What was I saying? What was I even going to talk about? I have no idea. It's gone. Lost in some part of my brain that was burned away by a chemical cocktail meant for a few cells somewhere else in my body causing so much trouble.

I will continue to write, but for now it has been quiet at the keyboard. Frustration sets in as I stare at the medication bottle I must open every day to ingest the tiny little pill I love to hate. The drugs meant to keep the cancer away. The pill that changes a part of my personality with its not so pleasant effects.

Another part of me works hard every day to remain physically strong. As I accomplish shifting my body toward the shape of an athlete, I am finding the new identity I am comfortable to wear. Pushing all winter has given impetus to my health and strength, but in doing so I have crossed some line into a new world. My goal has been to train for racing with my team. I am a member of a dragon boat team.
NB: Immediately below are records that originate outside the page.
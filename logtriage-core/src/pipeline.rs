//! Upload, analyze, and render a single log submission.

use std::future::Future;
use std::pin::Pin;
use std::sync::atomic::{AtomicU64, Ordering};
use std::sync::{Mutex, PoisonError};

use crate::domain::{AnalysisResponse, UPLOAD_FIELD, UploadFile};
use crate::endpoint::ApiConfig;
use crate::error::Result;
use crate::region::OutputRegion;
use crate::view::{OutputView, ReportView, classify_response, error_view, loading_view};

/// Raw HTTP reply handed back by a transport.
#[derive(Debug, Clone, PartialEq, Eq)]
pub struct HttpReply {
    /// Status code.
    pub status: u16,
    /// Canonical reason phrase for the status.
    pub reason: String,
    /// Response body as text.
    pub body: String,
}

impl HttpReply {
    /// Whether the status is in the 2xx range.
    pub fn is_success(&self) -> bool {
        (200..300).contains(&self.status)
    }
}

/// Future returned by [`Transport`] calls.
pub type TransportFuture<'a> = Pin<Box<dyn Future<Output = Result<HttpReply>> + Send + 'a>>;

/// HTTP client abstraction for talking to the analysis backend.
///
/// Implementations return every reply the server produced, whatever its
/// status; only failures to obtain a reply are errors.
pub trait Transport {
    /// Issue a GET request.
    fn get<'a>(&'a self, url: &'a str) -> TransportFuture<'a>;

    /// POST a multipart form with the file as its only field.
    fn post_file<'a>(
        &'a self,
        url: &'a str,
        field: &'a str,
        file: &'a UploadFile,
    ) -> TransportFuture<'a>;
}

/// Result of a call to [`Pipeline::submit`].
#[derive(Debug, Clone, PartialEq, Eq)]
pub enum SubmissionOutcome {
    /// No file was selected; nothing happened.
    Skipped,
    /// The report was shown in the output region.
    Rendered(ReportView),
    /// A newer submission started first; the report was discarded.
    Stale(ReportView),
}

/// Drives submissions against the backend and shows their progress.
pub struct Pipeline<T, R> {
    config: ApiConfig,
    transport: T,
    region: Mutex<R>,
    sequence: AtomicU64,
}

impl<T: Transport, R: OutputRegion> Pipeline<T, R> {
    /// Build a pipeline bound to one backend and one output region.
    pub fn new(config: ApiConfig, transport: T, region: R) -> Self {
        Self {
            config,
            transport,
            region: Mutex::new(region),
            sequence: AtomicU64::new(0),
        }
    }

    /// Backend configuration in use.
    pub fn config(&self) -> &ApiConfig {
        &self.config
    }

    /// Transport in use.
    pub fn transport(&self) -> &T {
        &self.transport
    }

    /// Release the output region.
    pub fn into_region(self) -> R {
        self.region
            .into_inner()
            .unwrap_or_else(PoisonError::into_inner)
    }

    /// Submit a selected file.
    ///
    /// The loading view is shown before the request is issued. When another
    /// submission starts while this one is in flight, this one's report is
    /// discarded so the region always reflects the latest selection.
    pub async fn submit(&self, file: Option<UploadFile>) -> SubmissionOutcome {
        let Some(file) = file else {
            log::debug!("no file selected; skipping submission");
            return SubmissionOutcome::Skipped;
        };

        let ticket = self.sequence.fetch_add(1, Ordering::SeqCst) + 1;
        self.show(&OutputView::Loading(loading_view(&file)));

        let report = self.analyze(&file).await;

        let latest = self.sequence.load(Ordering::SeqCst);
        if latest != ticket {
            log::warn!(
                "discarding stale result for {} (submission {ticket}, latest {latest})",
                file.name
            );
            return SubmissionOutcome::Stale(report);
        }

        self.show(&OutputView::Report(report.clone()));
        SubmissionOutcome::Rendered(report)
    }

    async fn analyze(&self, file: &UploadFile) -> ReportView {
        let url = self.config.analyze_url();
        log::info!("uploading {} to {url}", file.size_label());

        let parsed = self
            .transport
            .post_file(&url, UPLOAD_FIELD, file)
            .await
            .and_then(|reply| parse_analysis(&reply));

        match parsed {
            Ok(response) => {
                if let Some(error) = &response.error {
                    log::warn!("backend reported an error for {}: {error}", file.name);
                }
                let report = classify_response(&response);
                log::info!(
                    "analysis of {} finished with {} findings",
                    file.name,
                    response.detailed_analysis.len()
                );
                report
            }
            Err(err) => {
                log::error!("analysis of {} failed: {err}", file.name);
                error_view(&self.config, file, err.to_string())
            }
        }
    }

    fn show(&self, view: &OutputView) {
        let mut region = self.region.lock().unwrap_or_else(PoisonError::into_inner);
        region.replace(view);
    }
}

/// Decode an analysis reply body, whatever its HTTP status.
pub fn parse_analysis(reply: &HttpReply) -> Result<AnalysisResponse> {
    if !reply.is_success() {
        log::debug!(
            "analyze endpoint answered HTTP {} {}; reading body anyway",
            reply.status,
            reply.reason
        );
    }
    Ok(serde_json::from_str(&reply.body)?)
}
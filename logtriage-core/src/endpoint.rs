//! Backend endpoint resolution.

use std::net::IpAddr;

/// Development backend origin used when running on a loopback host.
pub const DEVELOPMENT_ORIGIN: &str = "http://localhost:5000";
/// Deployed backend origin used for every other host.
pub const PRODUCTION_ORIGIN: &str = "https://bugzilla-tggm.onrender.com";

const STATUS_PATH: &str = "/api/status";
const ANALYZE_PATH: &str = "/api/analyze";

/// Whether a hostname refers to the local machine.
pub fn is_loopback(host: &str) -> bool {
    let host = host.trim().trim_end_matches('.');
    if host.eq_ignore_ascii_case("localhost") {
        return true;
    }
    let bare = host
        .strip_prefix('[')
        .and_then(|rest| rest.strip_suffix(']'))
        .unwrap_or(host);
    bare.parse::<IpAddr>()
        .map(|addr| addr.is_loopback())
        .unwrap_or(false)
}

/// Pick the backend origin for the current execution host.
pub fn resolve_base_url(host: &str) -> &'static str {
    if is_loopback(host) {
        DEVELOPMENT_ORIGIN
    } else {
        PRODUCTION_ORIGIN
    }
}

/// Backend location, computed once and handed to the probe and pipeline.
#[derive(Debug, Clone, PartialEq, Eq)]
pub struct ApiConfig {
    base_url: String,
}

impl ApiConfig {
    /// Build a config for a fixed base URL.
    pub fn new(base_url: impl Into<String>) -> Self {
        let base_url = base_url.into();
        Self {
            base_url: base_url.trim().trim_end_matches('/').to_string(),
        }
    }

    /// Build a config from the execution hostname.
    pub fn from_hostname(host: &str) -> Self {
        let config = Self::new(resolve_base_url(host));
        log::info!("API base URL for host {host:?}: {}", config.base_url);
        config
    }

    /// Backend origin without a trailing slash.
    pub fn base_url(&self) -> &str {
        &self.base_url
    }

    /// Health check endpoint.
    pub fn status_url(&self) -> String {
        format!("{}{STATUS_PATH}", self.base_url)
    }

    /// Log upload endpoint.
    pub fn analyze_url(&self) -> String {
        format!("{}{ANALYZE_PATH}", self.base_url)
    }
}
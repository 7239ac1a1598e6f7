//! Error types for LogTriage core.

use std::{error::Error, fmt, io};

/// Error type for LogTriage core operations.
#[derive(Debug)]
pub enum LogTriageError {
    /// An underlying I/O error.
    Io(io::Error),
    /// The backend could not be reached (network, DNS, TLS, or CORS failure).
    Transport(String),
    /// A response body could not be decoded as the expected JSON shape.
    Parse(serde_json::Error),
    /// A catch-all error with a message.
    Other(String),
}

impl fmt::Display for LogTriageError {
    fn fmt(&self, f: &mut fmt::Formatter<'_>) -> fmt::Result {
        match self {
            Self::Io(err) => write!(f, "io error: {err}"),
            Self::Transport(message) => write!(f, "{message}"),
            Self::Parse(err) => write!(f, "invalid response body: {err}"),
            Self::Other(message) => write!(f, "{message}"),
        }
    }
}

impl Error for LogTriageError {
    fn source(&self) -> Option<&(dyn Error + 'static)> {
        match self {
            Self::Io(err) => Some(err),
            Self::Parse(err) => Some(err),
            Self::Transport(_) | Self::Other(_) => None,
        }
    }
}

impl From<io::Error> for LogTriageError {
    fn from(value: io::Error) -> Self {
        Self::Io(value)
    }
}

impl From<serde_json::Error> for LogTriageError {
    fn from(value: serde_json::Error) -> Self {
        Self::Parse(value)
    }
}

/// Convenience result type for LogTriage core.
pub type Result<T> = std::result::Result<T, LogTriageError>;
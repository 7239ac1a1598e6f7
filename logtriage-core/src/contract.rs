//! OpenAPI description of the backend contract this client supports.
//!
//! `AnalysisResponse` with `total_tests`/`passed_tests`/`failed_tests` is the
//! only supported envelope. Older backends that report
//! `total_errors`/`processed_errors` are not understood.

use utoipa::OpenApi;

use crate::domain::{AnalysisResponse, DetailedFinding, StatusResponse};

#[derive(OpenApi)]
#[openapi(
    info(
        title = "LogTriage analysis backend",
        description = "Endpoints consumed by the LogTriage client: GET /api/status and POST /api/analyze (multipart field `logFile`)."
    ),
    components(schemas(AnalysisResponse, DetailedFinding, StatusResponse)),
    tags(
        (name = "analysis", description = "Log upload and analysis"),
        (name = "system", description = "System endpoints")
    )
)]
/// OpenAPI document for the analysis backend contract.
pub struct ApiDoc;

/// The contract as pretty-printed JSON.
pub fn contract_json() -> Result<String, serde_json::Error> {
    ApiDoc::openapi().to_pretty_json()
}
Next weekend will be the first dragon boat races of this season for me and my team. Winter has been long and difficult this year and so the excitement builds. I live in the Northeast and so much of training for this sport goes indoors in the gym. Even as the weather breaks, the rivers are high and dangerous. The water shows its unexpected power every day. The surface appears calm, but the power and force of the current lies beneath churning the unknown debris. Cancer works like that. Things look smooth on the surface while underneath there is unseen trouble.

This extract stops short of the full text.